(possibly my favourite article title ever…)

Well – here’s a thing – three areas of interest related to today’s item, which makes for a distinct improvement over the more usual ‘no areas of interest at all’ – you are all very spoiled…


We have a late 19th century vase, produced by Thomas Webb & Sons of Stourbridge in the West Midlands (or thereabouts – they moved factory on more than one occasion). Dated to 1880, it’ll actually have been made by the “…& Sons”, Charles and Thomas junior, as Thomas senior had died in 1869. His demise brought to an end forty years of participation in the glass making trade, having had an initial introduction to the craft with the Richardson brothers in Wordsley and then inheriting his own father’s share of the nearby Shepherd & Webb concern.


The company was renowned for the high quality of its clear crystal glass, the equally fine coloured material it produced and for the unmatched ability of its engravers. These three elements are the constituent parts required for the production of cameo glass, and the company was able to establish itself as the UK’s premier source for such material, making the most of the abilities of such notable craftsmen as William Fritsch, and the Woodall brothers. 


Many of the engraved wares that these artists produced embraced the ‘house style’ which leant towards classical and mythological illustrations based on ancient Greek cultures. This predilection also manifested itself in the style of vessels which were produced, including those such as our ‘lebes’ style vase, featuring iridescent bronze colouration in order to replicate the appearance of the originals on which it was based. Lebes refers to the general shape and form of the vase – a broad, deep bowl something like a cauldron, with a disproportionately small, flat base and no foot. These ‘lebetes’ could be adapted for use as a cooking vessel by placement in a tripod, or with the use of a detachable foot, and they were also made more ornamental by pairing with longer stands (notably as part of the preparations for a wedding ceremony). As mentioned, the Greek originals were made of bronze, and they were so ubiquitous – and uniform – throughout the Hellenic world as to be used universally as a measure of value in as much as the worth of other items could be expressed by the number of lebetes that they equated to. In Homer’s Iliad for instance, a bronze lebes vase is given a more tangible appraisal by being said to have the same value as an ox. Of more immediate currency, and if we are to assume that the valuation of our own vase is correct (which, of course, it is), you would need ten similarly priced artefacts in order to be able to affect an equitable exchange for one decently-productive dairy cow.

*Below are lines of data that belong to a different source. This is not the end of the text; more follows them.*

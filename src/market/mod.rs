//! Market naming, quotes and the HTTP pricing sources.

pub mod csfloat;
pub mod currency;
pub mod http;
pub mod models;
pub mod retry;
pub mod source;
pub mod steam;
pub mod wear;

pub use csfloat::CsFloatClient;
pub use currency::Currency;
pub use models::{decorate, ItemResult, Listings, MarketQuote, Variant, STATTRAK_MARKER};
pub use retry::{jittered, FetchError, RetryPolicy};
pub use source::{PriceSource, VariantSearch};
pub use steam::SteamClient;
pub use wear::{StatTrakMode, Wear, WearSelection};
//! Steam Community Market client.

use super::currency::Currency;
use super::http::{self, JSON_ACCEPT};
use super::models::{Listings, MarketQuote, Variant};
use super::retry::{FetchError, RetryPolicy};
use super::source::{PriceSource, VariantSearch};
use crate::config::Config;
use crate::price::RawPrice;
use anyhow::Result;
use async_trait::async_trait;
use serde::Deserialize;
use tracing::{debug, info, warn};
use wreq::{Client, RequestBuilder};
use wreq_util::Emulation;

const STEAM_BASE: &str = "https://steamcommunity.com";

/// Number of search results requested per base name, enough for every variant.
const SEARCH_COUNT: u32 = 100;

#[derive(Debug, Deserialize)]
struct PriceOverview {
    #[serde(default)]
    success: bool,
    lowest_price: Option<String>,
}

#[derive(Debug, Deserialize)]
struct ListingRender {
    total_count: Option<u64>,
}

#[derive(Debug, Deserialize)]
struct SearchRender {
    #[serde(default)]
    success: bool,
    #[serde(default)]
    results: Vec<SearchResult>,
}

#[derive(Debug, Deserialize)]
struct SearchResult {
    #[serde(default)]
    hash_name: String,
    sell_listings: Option<u64>,
    sell_price_text: Option<String>,
}

/// Steam market HTTP client with browser impersonation and retries.
pub struct SteamClient {
    client: Client,
    base_url: String,
    app_id: u32,
    currency: Currency,
    retry: RetryPolicy,
}

impl SteamClient {
    /// Creates a new Steam client with the given configuration.
    pub fn new(config: &Config) -> Result<Self> {
        Self::with_base_url(config, STEAM_BASE.to_string())
    }

    /// Creates a new Steam client with a custom base URL (for testing).
    pub fn with_base_url(config: &Config, base_url: String) -> Result<Self> {
        Ok(Self {
            client: http::build_client(config)?,
            base_url,
            app_id: config.app_id,
            currency: config.currency,
            retry: config.retry.clone(),
        })
    }

    fn request(&self, url: &str) -> RequestBuilder {
        debug!("GET {}", url);

        self.client
            .get(url)
            .emulation(Emulation::Chrome131)
            .header("Accept", JSON_ACCEPT)
            .header("Accept-Language", "en-US,en;q=0.9")
            .header("Referer", format!("{}/market/", self.base_url))
    }

    fn overview_url(&self, market_name: &str) -> String {
        format!(
            "{}/market/priceoverview/?appid={}&currency={}&market_hash_name={}",
            self.base_url,
            self.app_id,
            self.currency.steam_id(),
            urlencoding::encode(market_name)
        )
    }

    fn listings_url(&self, market_name: &str) -> String {
        format!(
            "{}/market/listings/{}/{}/render/?count=1&start=0",
            self.base_url,
            self.app_id,
            urlencoding::encode(market_name)
        )
    }

    fn search_url(&self, base_name: &str) -> String {
        format!(
            "{}/market/search/render/?appid={}&query={}&norender=1&currency={}&count={}",
            self.base_url,
            self.app_id,
            urlencoding::encode(base_name),
            self.currency.steam_id(),
            SEARCH_COUNT
        )
    }

    /// Fetches the active listing count. A single attempt; failures mean unknown.
    async fn listing_count(&self, market_name: &str) -> Listings {
        let url = self.listings_url(market_name);

        match http::get_json::<ListingRender>(self.request(&url)).await {
            Ok(render) => render.total_count.into(),
            Err(e) => {
                debug!("Listing count unavailable for {}: {}", market_name, e);
                Listings::Unknown
            }
        }
    }

    /// Returns the currency of a price formatted in something other than the requested one.
    fn foreign_currency(&self, price: &str) -> Option<Currency> {
        Currency::all()
            .iter()
            .copied()
            .find(|c| *c != self.currency && price.contains(c.symbol()))
    }

    /// Warns when Steam ignored the currency parameter.
    fn check_currency(&self, name: &str, price: &str) {
        if let Some(found) = self.foreign_currency(price) {
            warn!(
                "{} price detected for {}: {} (requested {}, API may be returning mixed currencies)",
                found.code(),
                name,
                price,
                self.currency.code()
            );
        }
    }
}

#[async_trait]
impl PriceSource for SteamClient {
    async fn quote(&self, market_name: &str) -> Result<MarketQuote> {
        let url = self.overview_url(market_name);
        let url = url.as_str();
        let this = self;

        info!("Fetching Steam price: {}", market_name);

        let overview = this
            .retry
            .run(market_name, move || async move {
                let overview: PriceOverview = http::get_json(this.request(url)).await?;
                if overview.success {
                    Ok(overview)
                } else {
                    Err(FetchError::Unsuccessful)
                }
            })
            .await;

        let Ok(overview) = overview else {
            return Ok(MarketQuote::unknown());
        };

        if let Some(price) = &overview.lowest_price {
            self.check_currency(market_name, price);
        }

        let listings = self.listing_count(market_name).await;
        Ok(MarketQuote::new(overview.lowest_price.map(RawPrice::Text), listings))
    }

    fn source_name(&self) -> &'static str {
        "steam"
    }
}

#[async_trait]
impl VariantSearch for SteamClient {
    async fn variants(&self, base_name: &str) -> Result<Vec<Variant>> {
        let url = self.search_url(base_name);
        let url = url.as_str();
        let this = self;

        info!("Searching Steam variants: {}", base_name);

        let render = this
            .retry
            .run(base_name, move || async move {
                http::get_json::<SearchRender>(this.request(url)).await
            })
            .await;

        let render = match render {
            Ok(render) if render.success => render,
            Ok(_) => {
                warn!("No variants found for {}", base_name);
                return Ok(Vec::new());
            }
            Err(_) => return Ok(Vec::new()),
        };

        let variants: Vec<Variant> = render
            .results
            .into_iter()
            .filter(|r| r.hash_name.contains(base_name))
            .map(|r| {
                if let Some(price) = &r.sell_price_text {
                    self.check_currency(&r.hash_name, price);
                }
                Variant {
                    quote: MarketQuote::new(
                        r.sell_price_text.map(RawPrice::Text),
                        r.sell_listings.into(),
                    ),
                    name: r.hash_name,
                }
            })
            .collect();

        if variants.is_empty() {
            warn!("No variants found for {}", base_name);
        } else {
            debug!("Found {} variants for {}", variants.len(), base_name);
        }

        Ok(variants)
    }

    fn source_name(&self) -> &'static str {
        "steam"
    }
}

Aside from a brief history of Thomas Webb and the intricacies of the bovine/Greek urn exchange rate mechanism, it’s also worth a quick look at the methodology behind the production of such an iridescent finish as has been given to the vase. This process was, initially, developed to replicate the naturally occurring iridescence on ancient glass, which proved to be attractive to collectors, but in the case of our lebes vase, the intention was to make it look like an original bronze-made version. Before the process became ‘industrialised’ by the use of purpose-built fume cabinets, it was simply a case of taking a bowl of metallic chloride crystals, dropping in a blob of molten glass by way of a heat source to precipitate an immediate reaction, and ‘bathing’ a pre-made glass object in the resulting fumes which were freely given off. This basically coated the surface of the glass with innumerable, microscopic particulates, which would collectively refract light in many different directions and generate the ‘shimmering’ finish. The precise nature of the chloride, the length of immersion in the fumes and the application of subsequent separate coatings could all be varied to alter the final colouration, which was achieved, and this could also be influenced by the choice of colour used for the ‘base’ glass object, so with all these variables it was very much a case of trial and error in order to end up with the desired colour. Fortunately, Thomas Webb’s employees were sufficiently diligent to stick with it until they found the perfect finish for their reproduction bronzed Greek vases!